Learning CouchDB showed me that it is different than other NoSQL DBs I had studied so far with respect to sharding and replication:
- It does not have sharding, but rather each server has all the data.
- It has multiple-master (or active-active) configuration, where you can write to any server
- Revision numbers: first, revision numbers start with the change number to the record. Example: 2-de0ea16f8621cbac506d23a0fbbde08a. Therefore, latest changes to any record win (change 2-de0ea16f8621cbac506d23a0fbbde08a wins over 1-7c971bb974251ae8541b8fe045964219).
- MD5: after the change number, there is change MD5. In case concurrent changes to the record occur across two different servers, there's an ASCII comparison to determine which one wins (change 2-de0ea16f8621cbac506d23a0fbbde08a wins over 2-7c971bb974251ae8541b8fe045964219). Of course there's no concept of time here to determine which change happened first, but at least each server is able to pick a winning version deterministically. Using a MD5 hash of the document can be quite helpful to avoid replicating the same change (if the same change was made to the different CouchDB databases).
- Conflict List: besides picking automatically a winning list, any client can know when there were conflicts and do something about - either merging them or picking a different version. That can be done, for instance, using a view that outputs conflict and subscribing to it through the Change API. I understand that this is optional and doesn't stop the system in case of conflicts.
For systems where concurrent updates are not common, this is definitely a valid and good approach. Also, there is conflict avoidance through ETAGs (just like Windows Azure Storage), which goes a long way to avoid conflicts.
My concern with CouchDB and active-active is a prolonged split-brain situation, where 2 or more databases are taking writes to the records (potentially the same). Clients can see inconsistent results if they are hitting these different deployments.
Going a bit further on the Split-Brain scenario, if these databases are used by other downstream components in your system, the same conflict resolution problem may occur on their side, as they could be consuming records from these different databases (that are not resolving conflicts for some time).

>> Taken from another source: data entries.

//! Identity client seam for the SSO provider.
//!
//! `IdentityClient` is the capability interface the session provider talks
//! to; `OidcIdentityClient` is the one concrete adapter, a thin wrapper over
//! a Keycloak-style OpenID Connect provider. The interactive login/logout
//! flows are hand-offs to the system browser - their internals belong to the
//! provider, not to this client.

use std::process::Command;
use std::sync::Mutex;

use anyhow::{bail, Context, Result};
use async_trait::async_trait;
use chrono::{DateTime, Duration, Utc};
use rand::{distributions::Alphanumeric, Rng};
use serde::Deserialize;
use tracing::{debug, warn};
use url::Url;

use crate::models::{SsoConfig, SsoUser};

use super::store::TokenStore;

/// Length of the random `state` parameter on the authorization URL.
const STATE_LENGTH: usize = 32;

/// Capability interface over a concrete SSO client.
///
/// Any provider library can sit behind this without touching the session
/// provider: the contract is init (silent check), login, logout, refresh,
/// token snapshot, and profile fetch.
#[async_trait]
pub trait IdentityClient: Send + Sync {
    /// Silent session check: detect an existing authenticated session
    /// without prompting the user. `Ok(true)` means a session was resumed.
    async fn check_session(&self) -> Result<bool>;

    /// Hand off to the provider's interactive login page. Local state is
    /// not changed; the resumed session is picked up on the next launch.
    fn login(&self) -> Result<()>;

    /// Hand off to the provider's logout page and discard local tokens.
    fn logout(&self) -> Result<()>;

    /// Renew the access token unless it is still valid for at least
    /// `min_validity`.
    async fn refresh_token(&self, min_validity: Duration) -> Result<()>;

    /// Snapshot of the current access token, if one is held and unexpired.
    fn token(&self) -> Option<String>;

    /// Fetch the user profile for the current session.
    async fn load_profile(&self) -> Result<SsoUser>;
}

#[derive(Debug, Clone)]
struct TokenSet {
    access_token: String,
    refresh_token: String,
    expires_at: DateTime<Utc>,
}

impl TokenSet {
    fn is_valid_for(&self, min_validity: Duration) -> bool {
        self.expires_at - Utc::now() > min_validity
    }
}

#[derive(Debug, Deserialize)]
struct TokenResponse {
    access_token: String,
    refresh_token: Option<String>,
    expires_in: i64,
}

#[derive(Debug, Deserialize)]
struct UserInfoResponse {
    sub: String,
    email: Option<String>,
    given_name: Option<String>,
    family_name: Option<String>,
}

/// Thin OpenID Connect adapter for a Keycloak-style provider.
pub struct OidcIdentityClient {
    http: reqwest::Client,
    config: SsoConfig,
    /// Where the provider sends the browser back after login/logout; the
    /// portal's web origin.
    redirect_uri: String,
    tokens: Mutex<Option<TokenSet>>,
}

impl OidcIdentityClient {
    pub fn new(config: SsoConfig, redirect_uri: impl Into<String>) -> Result<Self> {
        if config.server_url.is_empty() || config.realm.is_empty() || config.client_id.is_empty() {
            bail!("SSO configuration is incomplete");
        }

        let http = reqwest::Client::builder()
            .timeout(std::time::Duration::from_secs(30))
            .build()?;

        Ok(Self {
            http,
            config,
            redirect_uri: redirect_uri.into(),
            tokens: Mutex::new(None),
        })
    }

    fn endpoint(&self, leaf: &str) -> String {
        format!(
            "{}/realms/{}/protocol/openid-connect/{}",
            self.config.server_url.trim_end_matches('/'),
            self.config.realm,
            leaf
        )
    }

    fn random_state() -> String {
        rand::thread_rng()
            .sample_iter(&Alphanumeric)
            .take(STATE_LENGTH)
            .map(char::from)
            .collect()
    }

    /// Exchange a refresh token at the provider token endpoint.
    /// `Ok(None)` means the provider rejected the grant (no session);
    /// transport failures propagate as errors.
    async fn refresh_grant(&self, refresh_token: &str) -> Result<Option<TokenSet>> {
        let response = self
            .http
            .post(self.endpoint("token"))
            .form(&[
                ("grant_type", "refresh_token"),
                ("client_id", self.config.client_id.as_str()),
                ("refresh_token", refresh_token),
            ])
            .send()
            .await
            .context("Failed to reach the SSO token endpoint")?;

        let status = response.status();
        if status.is_client_error() {
            let body = response.text().await.unwrap_or_default();
            debug!(status = %status, body = %body, "Refresh grant rejected");
            return Ok(None);
        }
        if !status.is_success() {
            bail!("SSO token endpoint returned {}", status);
        }

        let parsed: TokenResponse = response
            .json()
            .await
            .context("Failed to parse token response")?;

        Ok(Some(TokenSet {
            access_token: parsed.access_token,
            // Keycloak rotates refresh tokens; fall back to the one we sent.
            refresh_token: parsed
                .refresh_token
                .unwrap_or_else(|| refresh_token.to_string()),
            expires_at: Utc::now() + Duration::seconds(parsed.expires_in),
        }))
    }

    fn install_tokens(&self, tokens: TokenSet) {
        if let Err(e) = TokenStore::store(&tokens.refresh_token) {
            warn!(error = %e, "Failed to persist refresh token");
        }
        *self.tokens.lock().expect("token lock poisoned") = Some(tokens);
    }

    fn discard_tokens(&self) {
        *self.tokens.lock().expect("token lock poisoned") = None;
        if let Err(e) = TokenStore::clear() {
            debug!(error = %e, "No stored refresh token to clear");
        }
    }
}

#[async_trait]
impl IdentityClient for OidcIdentityClient {
    async fn check_session(&self) -> Result<bool> {
        let stored = match TokenStore::load() {
            Ok(token) => token,
            Err(e) => {
                debug!(error = %e, "No persisted SSO session");
                return Ok(false);
            }
        };

        match self.refresh_grant(&stored).await? {
            Some(tokens) => {
                self.install_tokens(tokens);
                Ok(true)
            }
            None => {
                // Stale token from a previous run; forget it.
                self.discard_tokens();
                Ok(false)
            }
        }
    }

    fn login(&self) -> Result<()> {
        let url = Url::parse_with_params(
            &self.endpoint("auth"),
            &[
                ("client_id", self.config.client_id.as_str()),
                ("redirect_uri", self.redirect_uri.as_str()),
                ("response_type", "code"),
                ("scope", "openid"),
                ("state", Self::random_state().as_str()),
            ],
        )
        .context("Failed to build authorization URL")?;

        open_external(url.as_str())
    }

    fn logout(&self) -> Result<()> {
        let url = Url::parse_with_params(
            &self.endpoint("logout"),
            &[
                ("client_id", self.config.client_id.as_str()),
                ("post_logout_redirect_uri", self.redirect_uri.as_str()),
            ],
        )
        .context("Failed to build logout URL")?;

        self.discard_tokens();
        open_external(url.as_str())
    }

    async fn refresh_token(&self, min_validity: Duration) -> Result<()> {
        let current = {
            let guard = self.tokens.lock().expect("token lock poisoned");
            guard.clone()
        };

        let Some(current) = current else {
            bail!("No SSO session to refresh");
        };

        if current.is_valid_for(min_validity) {
            return Ok(());
        }

        match self.refresh_grant(&current.refresh_token).await? {
            Some(tokens) => {
                self.install_tokens(tokens);
                Ok(())
            }
            None => {
                self.discard_tokens();
                bail!("SSO session expired");
            }
        }
    }

    fn token(&self) -> Option<String> {
        self.tokens
            .lock()
            .expect("token lock poisoned")
            .as_ref()
            .filter(|t| t.is_valid_for(Duration::zero()))
            .map(|t| t.access_token.clone())
    }

    async fn load_profile(&self) -> Result<SsoUser> {
        let token = self
            .token()
            .context("No access token available for profile fetch")?;

        let response = self
            .http
            .get(self.endpoint("userinfo"))
            .bearer_auth(&token)
            .send()
            .await
            .context("Failed to reach the SSO userinfo endpoint")?;

        if !response.status().is_success() {
            bail!("SSO userinfo endpoint returned {}", response.status());
        }

        let info: UserInfoResponse = response
            .json()
            .await
            .context("Failed to parse userinfo response")?;

        Ok(SsoUser::new(
            info.sub,
            info.email.unwrap_or_default(),
            info.given_name.unwrap_or_default(),
            info.family_name.unwrap_or_default(),
        ))
    }
}

/// Open a URL in the system browser (the "external redirect" of the flow).
fn open_external(url: &str) -> Result<()> {
    #[cfg(target_os = "macos")]
    let result = Command::new("open").arg(url).spawn();

    #[cfg(target_os = "windows")]
    let result = Command::new("cmd").args(["/C", "start", "", url]).spawn();

    #[cfg(all(unix, not(target_os = "macos")))]
    let result = Command::new("xdg-open").arg(url).spawn();

    result
        .map(|_| ())
        .with_context(|| format!("Failed to open browser for {}", url))
}

#[cfg(test)]
mod tests {
    use super::*;

    fn config() -> SsoConfig {
        SsoConfig {
            enabled: true,
            server_url: "https://kc.example.com/".to_string(),
            realm: "portal".to_string(),
            client_id: "portal-web".to_string(),
        }
    }

    #[test]
    fn test_endpoint_building() {
        let client =
            OidcIdentityClient::new(config(), "http://localhost:8080").expect("client builds");
        assert_eq!(
            client.endpoint("token"),
            "https://kc.example.com/realms/portal/protocol/openid-connect/token"
        );
        assert_eq!(
            client.endpoint("userinfo"),
            "https://kc.example.com/realms/portal/protocol/openid-connect/userinfo"
        );
    }

    #[test]
    fn test_incomplete_config_is_rejected() {
        let mut cfg = config();
        cfg.realm = String::new();
        assert!(OidcIdentityClient::new(cfg, "http://localhost:8080").is_err());
    }

    #[test]
    fn test_random_state_shape() {
        let a = OidcIdentityClient::random_state();
        let b = OidcIdentityClient::random_state();
        assert_eq!(a.len(), STATE_LENGTH);
        assert!(a.chars().all(|c| c.is_ascii_alphanumeric()));
        assert_ne!(a, b);
    }

    #[test]
    fn test_token_snapshot_filters_expired() {
        let client =
            OidcIdentityClient::new(config(), "http://localhost:8080").expect("client builds");
        assert!(client.token().is_none());

        *client.tokens.lock().unwrap() = Some(TokenSet {
            access_token: "live".to_string(),
            refresh_token: "r".to_string(),
            expires_at: Utc::now() + Duration::minutes(5),
        });
        assert_eq!(client.token().as_deref(), Some("live"));

        *client.tokens.lock().unwrap() = Some(TokenSet {
            access_token: "stale".to_string(),
            refresh_token: "r".to_string(),
            expires_at: Utc::now() - Duration::minutes(5),
        });
        assert!(client.token().is_none());
    }

    #[test]
    fn test_token_set_validity_window() {
        let set = TokenSet {
            access_token: "t".to_string(),
            refresh_token: "r".to_string(),
            expires_at: Utc::now() + Duration::seconds(60),
        };
        assert!(set.is_valid_for(Duration::seconds(30)));
        assert!(!set.is_valid_for(Duration::seconds(120)));
    }
}
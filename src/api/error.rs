use serde::Deserialize;
use thiserror::Error;

#[derive(Error, Debug)]
pub enum ApiError {
    /// The backend rejected the request and said why. The message is
    /// surfaced to the user verbatim.
    #[error("{0}")]
    Backend(String),

    #[error("Unauthorized - please log in again")]
    Unauthorized,

    #[error("Resource not found: {0}")]
    NotFound(String),

    #[error("Server error: {0}")]
    ServerError(String),

    #[error("Network error: {0}")]
    NetworkError(#[from] reqwest::Error),

    #[error("Invalid response: {0}")]
    InvalidResponse(String),
}

/// Maximum length for error response bodies in error messages
const MAX_ERROR_BODY_LENGTH: usize = 500;

/// Error envelope the backend uses for rejected requests.
#[derive(Debug, Deserialize)]
struct ErrorBody {
    message: Option<String>,
}

impl ApiError {
    /// Truncate a response body to avoid logging excessive data
    fn truncate_body(body: &str) -> String {
        if body.len() <= MAX_ERROR_BODY_LENGTH {
            body.to_string()
        } else {
            format!(
                "{}... (truncated, {} total bytes)",
                &body[..MAX_ERROR_BODY_LENGTH],
                body.len()
            )
        }
    }

    /// Build an error from a non-2xx response, preferring the backend's own
    /// message over the status-derived one.
    pub fn from_status(status: reqwest::StatusCode, body: &str) -> Self {
        if let Ok(parsed) = serde_json::from_str::<ErrorBody>(body) {
            if let Some(message) = parsed.message.filter(|m| !m.is_empty()) {
                return ApiError::Backend(message);
            }
        }

        let truncated = Self::truncate_body(body);
        match status.as_u16() {
            401 => ApiError::Unauthorized,
            404 => ApiError::NotFound(truncated),
            500..=599 => ApiError::ServerError(truncated),
            _ => ApiError::InvalidResponse(format!(
                "{} {}",
                status.as_u16(),
                status.canonical_reason().unwrap_or("request failed")
            )),
        }
    }
}

#[cfg(test)]
mod tests {
    use super::*;
    use reqwest::StatusCode;

    #[test]
    fn test_server_message_wins() {
        let err = ApiError::from_status(
            StatusCode::BAD_REQUEST,
            r#"{"status":"error","message":"Email already registered"}"#,
        );
        assert_eq!(err.to_string(), "Email already registered");
    }

    #[test]
    fn test_status_text_when_body_is_not_json() {
        let err = ApiError::from_status(StatusCode::BAD_GATEWAY, "<html>oops</html>");
        assert!(matches!(err, ApiError::ServerError(_)));

        let err = ApiError::from_status(StatusCode::IM_A_TEAPOT, "");
        assert_eq!(err.to_string(), "Invalid response: 418 I'm a teapot");
    }

    #[test]
    fn test_empty_message_field_falls_through() {
        let err = ApiError::from_status(StatusCode::UNAUTHORIZED, r#"{"message":""}"#);
        assert!(matches!(err, ApiError::Unauthorized));
    }
}
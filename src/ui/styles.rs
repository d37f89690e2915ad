use ratatui::style::{Color, Modifier, Style};

// Color palette
pub const PRIMARY: Color = Color::Rgb(96, 112, 200);
pub const SUCCESS: Color = Color::Rgb(96, 160, 96);
pub const ACCENT: Color = Color::Rgb(192, 160, 64);
pub const ERROR: Color = Color::Rgb(192, 64, 64);
pub const MUTED: Color = Color::Rgb(128, 128, 128);
pub const HIGHLIGHT: Color = Color::Rgb(48, 48, 64);

pub fn title_style() -> Style {
    Style::default().fg(PRIMARY).add_modifier(Modifier::BOLD)
}

pub fn label_style() -> Style {
    Style::default().fg(MUTED)
}

pub fn value_style() -> Style {
    Style::default().fg(Color::White)
}

pub fn muted_style() -> Style {
    Style::default().fg(MUTED)
}

pub fn success_style() -> Style {
    Style::default().fg(SUCCESS)
}

pub fn error_style() -> Style {
    Style::default().fg(ERROR)
}

pub fn info_style() -> Style {
    Style::default().fg(ACCENT)
}

/// Style for a form field or button, highlighted when focused.
pub fn field_style(focused: bool) -> Style {
    if focused {
        Style::default()
            .bg(HIGHLIGHT)
            .fg(Color::White)
            .add_modifier(Modifier::BOLD)
    } else {
        Style::default().fg(Color::White)
    }
}

pub fn button_style(focused: bool) -> Style {
    if focused {
        Style::default()
            .bg(PRIMARY)
            .fg(Color::White)
            .add_modifier(Modifier::BOLD)
    } else {
        Style::default().fg(PRIMARY)
    }
}

pub fn border_style(focused: bool) -> Style {
    if focused {
        Style::default().fg(PRIMARY)
    } else {
        Style::default().fg(MUTED)
    }
}

pub fn status_bar_style() -> Style {
    Style::default().bg(Color::Rgb(32, 32, 40)).fg(Color::White)
}

pub fn help_key_style() -> Style {
    Style::default().fg(ACCENT).add_modifier(Modifier::BOLD)
}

Reason about all these scenarios can be challenging.
The interesting thing about this is that, if indeed there's a split-brain but clients can talk to all deployments, CouchDB could take write and return an error in case replication is currently not working, so clients could have an embedded logic to try to connect to other CouchDB deployments and do some of this replication, which will keep all the deployment in a sort of consistent state.